■ Work instructions: Which lines have the string "apps"? Copy all of them from the entries below.

■ Extracted material:
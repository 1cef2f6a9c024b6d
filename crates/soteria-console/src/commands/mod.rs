//! 서브커맨드 실행.
//!
//! 각 핸들러는 `ApiManager` 호출 결과를 출력하고 에러는 그대로 돌려준다.
//! 토스트는 진입점에서 한 번만 발송된다.

mod apps;
mod cluster;
mod nginx;
mod registry;
mod system;

use serde::Serialize;
use soteria_core::config::AppConfig;
use soteria_core::error::CoreError;
use soteria_network::api_manager::ApiManager;
use soteria_network::auth::SessionState;
use std::sync::Arc;
use tracing::{info, warn};

use crate::cli::Command;
use crate::toaster::Toaster;

/// 명령 실행에 필요한 의존성 묶음
#[derive(Debug, Clone)]
pub struct Context {
    pub api: Arc<ApiManager>,
    pub toaster: Toaster,
    pub config: AppConfig,
}

/// 세션이 끊겼을 때 덧붙이는 안내
pub const SESSION_EXPIRED_HINT: &str = "Session expired, run `soteria login`.";

/// 서브커맨드 하나 실행
pub async fn run(command: Command, ctx: &Context) -> Result<(), CoreError> {
    if requires_login(&command) && !ctx.api.is_logged_in() {
        return Err(CoreError::Auth(
            "로그인이 필요합니다: `soteria login`".to_string(),
        ));
    }

    match command {
        Command::Login { password, otp } => {
            ctx.api.get_auth_token(&password, otp.as_deref()).await?;
            ctx.toaster.toast_success("Logged in.");
            Ok(())
        }
        Command::Logout => {
            ctx.api.set_auth_token("");
            info!("로그아웃");
            ctx.toaster.toast_success("Logged out.");
            Ok(())
        }
        Command::Status => status(ctx).await,
        Command::ChangePassword { old, new } => {
            ctx.api.change_pass(&old, &new).await?;
            ctx.toaster.toast_success("Password changed.");
            Ok(())
        }
        Command::Apps(cmd) => apps::run_apps(cmd, ctx).await,
        Command::Images(cmd) => apps::run_images(cmd, ctx).await,
        Command::System(cmd) => system::run_system(cmd, ctx).await,
        Command::Pro(cmd) => system::run_pro(cmd, ctx).await,
        Command::Nginx(cmd) => nginx::run(cmd, ctx).await,
        Command::Registries(cmd) => registry::run(cmd, ctx).await,
        Command::Nodes(cmd) => cluster::run_nodes(cmd, ctx).await,
        Command::Oneclick(cmd) => cluster::run_one_click(cmd, ctx).await,
        Command::Webhook { path } => {
            ctx.api.force_build(&path).await?;
            ctx.toaster.toast_success("Build triggered.");
            Ok(())
        }
    }
}

fn requires_login(command: &Command) -> bool {
    !matches!(
        command,
        Command::Login { .. } | Command::Logout | Command::Status | Command::Webhook { .. }
    )
}

/// 실패한 명령의 에러를 토스트한다
///
/// 재로그인이 불가능해 세션이 끊겼으면 다시 로그인하라는 안내를 덧붙인다.
pub fn report_failure(err: &CoreError, ctx: &Context) {
    ctx.toaster.toast_error(err);

    let forced = ctx.api.session().state() == SessionState::ForcedLogout;
    if forced || matches!(err, CoreError::NoSavedPassword) {
        warn!("세션 만료로 로그아웃됨");
        ctx.toaster.toast_info(SESSION_EXPIRED_HINT);
    }
}

async fn status(ctx: &Context) -> Result<(), CoreError> {
    println!("Server:    {}", ctx.api.api_base_url());
    if !ctx.api.is_logged_in() {
        println!("Session:   logged out");
        return Ok(());
    }
    println!("Session:   logged in");

    let info = ctx.api.get_soteria_info().await?;
    let version = ctx.api.get_version_info().await?;
    println!("Root:      {}", info.root_domain);
    println!(
        "HTTPS:     {}{}",
        if info.has_root_ssl { "enabled" } else { "disabled" },
        if info.force_ssl { " (forced)" } else { "" }
    );
    println!("Version:   {}", version.current_version);
    if version.can_update {
        println!("Update:    {} available", version.latest_version);
    }
    Ok(())
}

/// 보기 좋게 들여쓴 JSON 출력
pub(crate) fn print_json<T: Serialize>(value: &T) -> Result<(), CoreError> {
    println!("{}", serde_json::to_string_pretty(value)?);
    Ok(())
}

■ Task output:
mod apps;
        Command::Apps(cmd) => apps::run_apps(cmd, ctx).await,
        Command::Images(cmd) => apps::run_images(cmd, ctx).await,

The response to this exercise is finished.